Chinese producers must adhere to a quota system for rare earths production. The 2023 quota for rare earths mining and rare earths separation was set at to 240,000 metric tons and 230,000 metric tons of rare earth oxides (REO) equivalent, respectively. Interestingly, this system has led China to become the world’s top importer of rare earths since 2018.
The quota system is a response to China’s longstanding problems with illegal rare earths mining. For more than a decade, the country has taken steps to clean up its act, including shutting illegal or environmentally non-compliant rare earths mines, and limiting production and rare earths exports.
China’s rare earths industry is controlled by state-owned miners, in theory allowing China to keep a strong handle on production. However, illegal rare earths extraction remains a challenge, and the Chinese government continues to take steps to curb this activity.
The Chinese government is set to introduce even tougher regulations requiring companies involved in the mining, smelting and trading of rare earths to maintain detailed records of product flow and input this data into a traceability system. These new regulations are set to take effect in October of 2024.
2. United States
Mine production: 43,000 metric tons
The US produced 43,000 metric tons of rare earths in 2023, up from 42,000 MT in the previous year.
Rare earths supply in the US currently comes only from the Mountain Pass mine in California, which is owned by MP Materials (NYSE:MP). Mountain Pass is producing high-purity neodymium and praseodymium (NdPr) oxide, a key material for high-strength neodymium iron boron (NdFeB) magnets.
The mine has had an interesting decade. Previously owned by Molycorp, the mine was put on care and maintenance in 2015 due to low rare earths prices and Molycorp filing for bankruptcy. Mountain Pass re-entered production in Q1 2018 under its new ownership.
The US is a major importer of rare earth materials. The USGS estimates the value of US rare earth imports for 2023 at US$190 million, down from US$208 million in 2022. The country has classified rare earths as critical minerals, a distinction that has come to the fore due to trade issues between the US and China.
Aiming to bolster its domestic supply, the US government is implementing a 25 percent tariff on rare earth magnet imports from China. “The tariff rate on natural graphite and permanent magnets will increase from zero to 25 percent in 2026. The tariff rate for certain other critical minerals will increase from zero to 25 percent in 2024,” states a May statement from the White House. “Concentration of critical minerals mining and refining capacity in China leaves our supply chains vulnerable and our national security and clean energy goals at risk."
3. Myanmar (also known as Burma)
Mine production: 38,000 metric tons
Myanmar mined 38,000 metric tons of rare earths in 2023. This was an increase of more than 216 percent from the 12,000 MT Myanmar produced in 2022, as supply was down due to a temporary halt in production associated with the turmoil following the 2021 military coup.
Its 2023 production rebounded to surpass the 35,000 MT Myanmar produced in 2021. According to the International Energy Agency (IEA), since 2015, Myanmar's share of global rare earth production has surged from 0.2 percent to 14 percent. Unsurprisingly, the temporary halt in Myanmar’s production in the late summer of 2022 sent rare earth prices to their highest level in 20 months, as per OilPrice.com.
China, who shares a border with Myanmar, obtains 70 percent of its medium to heavy rare earths feedstock from its neighbor, including dysprosium and terbium. Myanmar's rare earths industry is plagued with controversy as much is reportedly carried out by unregulated small-scale miners and linked with armed militia groups with no environmental best practices or remediation plans in place.

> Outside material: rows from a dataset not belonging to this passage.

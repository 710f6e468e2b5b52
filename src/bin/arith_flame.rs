use arith::{BoundaryTable, FiniteCoder};

fn main() {
    tracing_subscriber::fmt::init();

    let mut input = (0..10000).map(|i| (i % 3) + 1).collect::<Vec<usize>>();
    input.push(0);
    let table = BoundaryTable::from_counts(&[1, 128, 64, 63]).unwrap();
    let coder = FiniteCoder::finite(32).unwrap();

    for _ in 0..1000 {
        let bits = coder.encode(&input, &table).unwrap();
        let decoded = coder.decode(&bits, &table, 3).unwrap();
        assert_eq!(decoded.len(), input.len());
    }
}
//! Finite-precision interval model.
//!
//! Interval endpoints are `u64` integers on a `precision`-bit scale, so
//! `whole = 2^precision`. Narrowing rounds to the nearest integer; truncation
//! would bias every interval downward and collapse narrow symbols early.
//!
//! Products are formed in `u128`: with `precision <= 62` and `u64` masses,
//! `2 * w * m + scale` cannot overflow.

use crate::error::{Error, Result};
use crate::interval::IntervalArithmetic;

/// Smallest precision with a non-zero `quarter`.
pub const MIN_PRECISION: u32 = 2;

/// Largest precision whose doubled endpoints still fit in `u64`.
pub const MAX_PRECISION: u32 = 62;

/// Integer interval model with constants fixed at construction.
#[derive(Clone, Debug)]
pub struct FinitePrecision {
    precision: u32,
    whole: u64,
    half: u64,
    quarter: u64,
    three_quarters: u64,
}

impl FinitePrecision {
    /// Create a model with `precision` bits.
    ///
    /// # Errors
    /// Returns `Error::InvalidPrecision` outside `2..=62`.
    pub fn new(precision: u32) -> Result<Self> {
        if !(MIN_PRECISION..=MAX_PRECISION).contains(&precision) {
            return Err(Error::InvalidPrecision(precision));
        }
        let whole = 1u64 << precision;
        let quarter = whole >> 2;
        Ok(Self {
            precision,
            whole,
            half: whole >> 1,
            quarter,
            three_quarters: 3 * quarter,
        })
    }

    /// Bit width of the coding line.
    pub fn precision(&self) -> u32 {
        self.precision
    }

    /// Largest table scale for which no positive mass can round to an empty
    /// interval. After renormalization the interval is at least a quarter of
    /// the line wide.
    pub fn max_safe_scale(&self) -> u64 {
        self.quarter
    }
}

/// `round(w * m / scale)`, halves rounding up.
#[inline]
fn scaled(w: u64, m: u64, scale: u64) -> u64 {
    let scale = scale as u128;
    ((2 * w as u128 * m as u128 + scale) / (2 * scale)) as u64
}

impl IntervalArithmetic for FinitePrecision {
    type Point = u64;
    type Mass = u64;

    fn zero(&self) -> u64 {
        0
    }

    fn whole(&self) -> u64 {
        self.whole
    }

    fn half(&self) -> &u64 {
        &self.half
    }

    fn quarter(&self) -> &u64 {
        &self.quarter
    }

    fn three_quarters(&self) -> &u64 {
        &self.three_quarters
    }

    fn narrow(&self, a: &u64, b: &u64, lower: &u64, upper: &u64, scale: &u64) -> (u64, u64) {
        let w = b - a;
        (a + scaled(w, *lower, *scale), a + scaled(w, *upper, *scale))
    }

    #[inline]
    fn double(&self, x: &u64) -> u64 {
        x << 1
    }

    #[inline]
    fn reflect(&self, x: &u64, origin: &u64) -> u64 {
        (x - origin) << 1
    }

    fn lookahead(&self, _available: usize) -> usize {
        self.precision as usize
    }

    fn load(&self, bits: &[u8]) -> u64 {
        bits.iter()
            .take(self.precision as usize)
            .enumerate()
            .filter(|(_, bit)| **bit != 0)
            .fold(0, |z, (i, _)| z | 1 << (self.precision as usize - 1 - i))
    }

    #[inline]
    fn shift_in(&self, z: u64, bit: u8) -> u64 {
        z | u64::from(bit != 0)
    }
}
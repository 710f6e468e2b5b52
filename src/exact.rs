//! Exact rational interval model.
//!
//! Endpoints are [`BigRational`]s on `[0, 1)`, so narrowing never rounds.
//! The price is denominator growth: operand size grows with the number of
//! coded symbols, which makes this model a reference for checking the
//! finite-precision coder rather than something to run on long streams.

use num_bigint::BigInt;
use num_rational::BigRational;
use num_traits::{One, Zero};

use crate::interval::IntervalArithmetic;

/// Rational interval model; `whole` is `1`.
#[derive(Clone, Debug)]
pub struct ExactRational {
    half: BigRational,
    quarter: BigRational,
    three_quarters: BigRational,
}

impl ExactRational {
    /// Create the model.
    pub fn new() -> Self {
        let ratio = |n: i32, d: i32| BigRational::new(BigInt::from(n), BigInt::from(d));
        Self {
            half: ratio(1, 2),
            quarter: ratio(1, 4),
            three_quarters: ratio(3, 4),
        }
    }
}

impl Default for ExactRational {
    fn default() -> Self {
        Self::new()
    }
}

impl IntervalArithmetic for ExactRational {
    type Point = BigRational;
    type Mass = BigRational;

    fn zero(&self) -> BigRational {
        BigRational::zero()
    }

    fn whole(&self) -> BigRational {
        BigRational::one()
    }

    fn half(&self) -> &BigRational {
        &self.half
    }

    fn quarter(&self) -> &BigRational {
        &self.quarter
    }

    fn three_quarters(&self) -> &BigRational {
        &self.three_quarters
    }

    fn narrow(
        &self,
        a: &BigRational,
        b: &BigRational,
        lower: &BigRational,
        upper: &BigRational,
        scale: &BigRational,
    ) -> (BigRational, BigRational) {
        let w = (b - a) / scale;
        (a + &w * lower, a + &w * upper)
    }

    fn double(&self, x: &BigRational) -> BigRational {
        x + x
    }

    fn reflect(&self, x: &BigRational, origin: &BigRational) -> BigRational {
        let d = x - origin;
        &d + &d
    }

    /// The whole stream is read up front.
    fn lookahead(&self, available: usize) -> usize {
        available
    }

    fn load(&self, bits: &[u8]) -> BigRational {
        let numer = bits.iter().fold(BigInt::zero(), |acc, &bit| {
            (acc << 1u32) + BigInt::from(u8::from(bit != 0))
        });
        BigRational::new(numer, BigInt::one() << bits.len())
    }

    /// Every input bit is already part of `z`; later shifts only see padding.
    fn shift_in(&self, z: BigRational, _bit: u8) -> BigRational {
        z
    }
}

#[cfg(test)]
mod tests {
    use super::*;
    use crate::interval::Renormalization;
    use proptest::prelude::*;

    fn r(n: i64, d: i64) -> BigRational {
        BigRational::new(BigInt::from(n), BigInt::from(d))
    }

    #[test]
    fn test_narrow_is_exact() {
        let m = ExactRational::new();
        let (lo, hi) = m.narrow(&r(1, 3), &r(2, 3), &r(1, 7), &r(2, 7), &r(1, 1));
        assert_eq!(lo, r(8, 21));
        assert_eq!(hi, r(9, 21));
    }

    #[test]
    fn test_narrow_with_integer_scale() {
        let m = ExactRational::new();
        let (lo, hi) = m.narrow(&r(0, 1), &r(1, 1), &r(3, 1), &r(10, 1), &r(17, 1));
        assert_eq!(lo, r(3, 17));
        assert_eq!(hi, r(10, 17));
    }

    #[test]
    fn test_load_reads_every_bit() {
        let m = ExactRational::new();
        assert_eq!(m.load(&[0, 1, 1]), r(3, 8));
        assert_eq!(m.load(&[1; 40]), r((1 << 40) - 1, 1 << 40));
        assert_eq!(m.lookahead(40), 40);
    }

    #[test]
    fn test_straddle_fold() {
        let m = ExactRational::new();
        let (a, b) = (r(7, 16), r(1, 2));
        assert_eq!(m.renormalization(&a, &b), Some(Renormalization::Straddle));
        assert_eq!(m.apply(Renormalization::Straddle, &a), r(3, 8));
        assert_eq!(m.renormalization(&r(1, 4), &r(1, 2)), None);
    }

    proptest! {
        #[test]
        fn prop_narrow_is_nested(
            a in 0i64..1000,
            width in 1i64..1000,
            den in 1i64..1000,
            bounds in (0i64..500, 0i64..500),
            extra in 0i64..500,
        ) {
            let m = ExactRational::new();
            let (c, d) = (bounds.0.min(bounds.1), bounds.0.max(bounds.1));
            let scale = d + extra + 1;
            let (lo_end, hi_end) = (r(a, den), r(a + width, den));
            let (lo, hi) = m.narrow(&lo_end, &hi_end, &r(c, 1), &r(d, 1), &r(scale, 1));
            prop_assert!(lo_end <= lo);
            prop_assert!(lo <= hi);
            prop_assert!(hi <= hi_end);
            prop_assert_eq!(lo == hi, c == d);
        }
    }
}
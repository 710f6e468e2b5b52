//! Interval arithmetic shared by every coding model.
//!
//! The encoder and decoder in [`crate::coder`] are written once against
//! [`IntervalArithmetic`]. A model only has to say how points on its coding
//! line are represented, how a table range narrows an interval, and how a
//! point is doubled or reflected around a fixed origin.

use std::fmt::Debug;

/// One renormalization step applied to the coding interval.
#[derive(Clone, Copy, Debug, PartialEq, Eq)]
pub enum Renormalization {
    /// Interval lies below `half`: commit `0` and double.
    Lower,
    /// Interval lies above `half`: commit `1`, reflect around `half`.
    Upper,
    /// Interval straddles `half` inside the middle quarters: defer a bit,
    /// reflect around `quarter`.
    Straddle,
}

/// Numeric representation of a coding interval `[a, b)` within `[0, whole)`.
pub trait IntervalArithmetic {
    /// A position on the coding line.
    type Point: Clone + PartialOrd + Debug;
    /// A cumulative probability value as stored in a boundary table.
    type Mass: Clone + PartialOrd + Debug;

    /// Lower end of the coding line.
    fn zero(&self) -> Self::Point;
    /// Upper end of the coding line.
    fn whole(&self) -> Self::Point;
    /// Midpoint of the coding line.
    fn half(&self) -> &Self::Point;
    /// First quarter point.
    fn quarter(&self) -> &Self::Point;
    /// Third quarter point.
    fn three_quarters(&self) -> &Self::Point;

    /// Maps the table range `[lower, upper)` out of `scale` onto `[a, b)`.
    ///
    /// For `lower <= upper <= scale` the result stays within `[a, b]`.
    fn narrow(
        &self,
        a: &Self::Point,
        b: &Self::Point,
        lower: &Self::Mass,
        upper: &Self::Mass,
        scale: &Self::Mass,
    ) -> (Self::Point, Self::Point);

    /// `2 * x`.
    fn double(&self, x: &Self::Point) -> Self::Point;

    /// `2 * (x - origin)`; callers guarantee `x >= origin`.
    fn reflect(&self, x: &Self::Point, origin: &Self::Point) -> Self::Point;

    /// Number of bits [`IntervalArithmetic::load`] consumes from a stream of
    /// `available` bits.
    fn lookahead(&self, available: usize) -> usize;

    /// Builds the decoder's initial target value from the head of `bits`.
    fn load(&self, bits: &[u8]) -> Self::Point;

    /// Appends the next input bit to a freshly renormalized target value.
    fn shift_in(&self, z: Self::Point, bit: u8) -> Self::Point;

    /// Whether `z` lies in `[a, b)`.
    fn contains(&self, a: &Self::Point, b: &Self::Point, z: &Self::Point) -> bool {
        a <= z && z < b
    }

    /// The next renormalization `[a, b)` admits, if any.
    ///
    /// Half-scale steps take priority; once neither applies, a straddle fold
    /// never re-enables them, so repeated calls reproduce the two-phase loop.
    fn renormalization(&self, a: &Self::Point, b: &Self::Point) -> Option<Renormalization> {
        if b < self.half() {
            Some(Renormalization::Lower)
        } else if a > self.half() {
            Some(Renormalization::Upper)
        } else if a > self.quarter() && b < self.three_quarters() {
            Some(Renormalization::Straddle)
        } else {
            None
        }
    }

    /// Applies `step` to a single point.
    fn apply(&self, step: Renormalization, x: &Self::Point) -> Self::Point {
        match step {
            Renormalization::Lower => self.double(x),
            Renormalization::Upper => self.reflect(x, self.half()),
            Renormalization::Straddle => self.reflect(x, self.quarter()),
        }
    }
}
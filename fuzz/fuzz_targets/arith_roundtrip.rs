#![no_main]
use arith::{BoundaryTable, ExactCoder, FiniteCoder};
use libfuzzer_sys::fuzz_target;

fuzz_target!(|data: (Vec<u8>, [u8; 4], u8)| {
    let (input_bytes, weights, precision) = data;
    let precision = (precision as u32 % 47) + 16; // 16 to 62 bits

    // Terminator keeps a small fixed share; other symbols weighted 1..=256.
    let mut counts = vec![1u64];
    counts.extend(weights.iter().map(|&w| w as u64 + 1));
    let table = BoundaryTable::from_counts(&counts).unwrap();

    let mut input: Vec<usize> = input_bytes.iter().map(|&b| (b % 4) as usize + 1).collect();
    input.push(0);

    let coder = FiniteCoder::finite(precision).unwrap();
    let bits = coder.encode(&input, &table).unwrap();
    assert_eq!(coder.decode(&bits, &table, 4).unwrap(), input);

    if input.len() <= 64 {
        let exact = ExactCoder::exact();
        let rational = table.to_rational();
        let bits = exact.encode(&input, &rational).unwrap();
        assert_eq!(exact.decode(&bits, &rational, 4).unwrap(), input);
    }
});
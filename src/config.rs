//! Decoder guard configuration.

/// Limits that stop a decode which is not converging on the terminator.
///
/// None of these affect a well-formed stream; they bound the work done on
/// corrupted input or a table that does not match the encoder's.
/// Renormalization is bounded by the input length instead, so arbitrarily
/// small symbol masses still decode.
#[derive(Clone, Copy, Debug, PartialEq, Eq)]
pub struct CoderConfig {
    /// Maximum number of symbols produced by one decode.
    pub max_symbols: usize,
    /// Alphabets scanned with at most this many symbols use a linear search;
    /// larger ones use binary search over the cumulative bounds.
    pub linear_scan_limit: usize,
}

impl CoderConfig {
    /// Set [`CoderConfig::max_symbols`].
    pub fn with_max_symbols(mut self, max_symbols: usize) -> Self {
        self.max_symbols = max_symbols;
        self
    }

    /// Set [`CoderConfig::linear_scan_limit`].
    pub fn with_linear_scan_limit(mut self, linear_scan_limit: usize) -> Self {
        self.linear_scan_limit = linear_scan_limit;
        self
    }
}

impl Default for CoderConfig {
    fn default() -> Self {
        Self {
            max_symbols: 1 << 24,
            linear_scan_limit: 16,
        }
    }
}
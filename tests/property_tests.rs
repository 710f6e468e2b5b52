use arith::{
    bits_to_string, frequencies, string_to_bits, BoundaryTable, ExactCoder, FiniteCoder,
    TERMINATOR,
};
use proptest::prelude::*;

/// Histogram with a non-zero terminator and `data` drawn from the other
/// symbols that have mass.
fn table_and_message() -> impl Strategy<Value = (Vec<u64>, Vec<usize>)> {
    prop::collection::vec(0u64..50, 2..12).prop_flat_map(|mut counts| {
        counts[0] = counts[0].max(1);
        counts[1] = counts[1].max(1);
        let live: Vec<usize> = (1..counts.len()).filter(|&s| counts[s] > 0).collect();
        let message = prop::collection::vec(prop::sample::select(live), 0..80).prop_map(
            |mut message| {
                message.push(TERMINATOR);
                message
            },
        );
        (Just(counts), message)
    })
}

proptest! {
    #[test]
    fn test_finite_roundtrip(
        (counts, message) in table_and_message(),
        precision in 16u32..=62,
    ) {
        let table = BoundaryTable::from_counts(&counts).unwrap();
        let coder = FiniteCoder::finite(precision).unwrap();
        let bits = coder.encode(&message, &table).unwrap();
        let decoded = coder.decode(&bits, &table, counts.len() - 1).unwrap();
        prop_assert_eq!(decoded, message);
    }

    #[test]
    fn test_exact_roundtrip((counts, message) in table_and_message()) {
        let table = BoundaryTable::from_counts(&counts).unwrap().to_rational();
        let coder = ExactCoder::exact();
        let bits = coder.encode(&message, &table).unwrap();
        let decoded = coder.decode(&bits, &table, counts.len() - 1).unwrap();
        prop_assert_eq!(decoded, message);
    }

    #[test]
    fn test_engines_agree((counts, message) in table_and_message()) {
        let table = BoundaryTable::from_counts(&counts).unwrap();
        let finite = FiniteCoder::finite(32).unwrap();
        let exact = ExactCoder::exact();
        let rational = table.to_rational();

        let from_finite = finite
            .decode(&finite.encode(&message, &table).unwrap(), &table, counts.len() - 1)
            .unwrap();
        let from_exact = exact
            .decode(&exact.encode(&message, &rational).unwrap(), &rational, counts.len() - 1)
            .unwrap();
        prop_assert_eq!(from_finite, from_exact);
    }

    #[test]
    fn test_encode_deterministic((counts, message) in table_and_message()) {
        let table = BoundaryTable::from_counts(&counts).unwrap();
        let coder = FiniteCoder::finite(32).unwrap();
        prop_assert_eq!(
            coder.encode(&message, &table).unwrap(),
            coder.encode(&message, &table).unwrap()
        );
    }

    #[test]
    fn test_bit_string_roundtrip((counts, message) in table_and_message()) {
        let table = BoundaryTable::from_counts(&counts).unwrap();
        let coder = FiniteCoder::finite(32).unwrap();
        let bits = coder.encode(&message, &table).unwrap();
        let text = bits_to_string(&bits);
        prop_assert_eq!(text.len(), bits.len());
        let parsed = string_to_bits(&text).unwrap();
        prop_assert_eq!(coder.decode(&parsed, &table, counts.len() - 1).unwrap(), message);
    }

    #[test]
    fn test_empirical_table_roundtrip(body in prop::collection::vec(1usize..8, 0..100)) {
        let mut message = body;
        message.push(TERMINATOR);
        let table = BoundaryTable::from_counts(&frequencies(&message)).unwrap();
        let max_symbol = table.len() - 1;
        let coder = FiniteCoder::finite(32).unwrap();
        let bits = coder.encode(&message, &table).unwrap();
        prop_assert!(!bits.is_empty());
        prop_assert_eq!(coder.decode(&bits, &table, max_symbol).unwrap(), message);
    }
}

Ironically, the act of mining these metals critical for clean energy technologies such as EVs and wind turbines is itself fraught with environmentally destructive practices that are harming the waterways, wildlife and vegetation in Myanmar.
4. Australia
Mine production: 18,000 metric tons
In 2023, Australia's rare earths production came in at 18,000 metric tons, on par with 2022 after rising steadily for the last few years. representing more than 5 percent of the global total. That's compared to the 24,000 MT produced in 2021. The country holds the world's sixth largest rare earths reserves, and is poised to increase its output. According to the IEA, Australia's share of global rare earth elements production is projected to rise to 18 percent by 2030.
Lynas (ASX:LYC,OTC Pink:LYSCF) operates the Mount Weld mine and concentration plant in the country, and is slated to complete its expansion project to boost production to 12,000 MT per year of NdPr products by 2025. Mount Weld ranks among the world's top rare earth mines, and Lynas is the the leading producer of rare earths outside of China.
Australian company Northern Minerals (ASX:NTU,OTC Pink:NOURF) is undertaking a definitive feasibility study for its Browns Range mining and process plant to process, which is due for completion in Q4 2024 with a final investment decision targeted for Q1 2025. Its main products will be terbium and dysprosium.
5. Thailand
Mine production: 7,100 metric tons
Thailand’s rare earths production came in at 7,100 metric tons in 2023, level with the prior year. However, the country's rare earth production has ramped up rapidly in recent years. Thailand's output of rare earths in 2018 was just 1,000 MT and by 2021 it had hit 8,200 MT.
While there's not much information available on Thailand's rare earth industry, after Myanmar, the country is a major source of rare earth imports for China. As far as downstream rare earths product makers, Neo Performance Materials' (TSX:NEO) subsidiary Neo Magnequench operates a rare earth magnetic materials manufacturing facility in Korat, Thailand.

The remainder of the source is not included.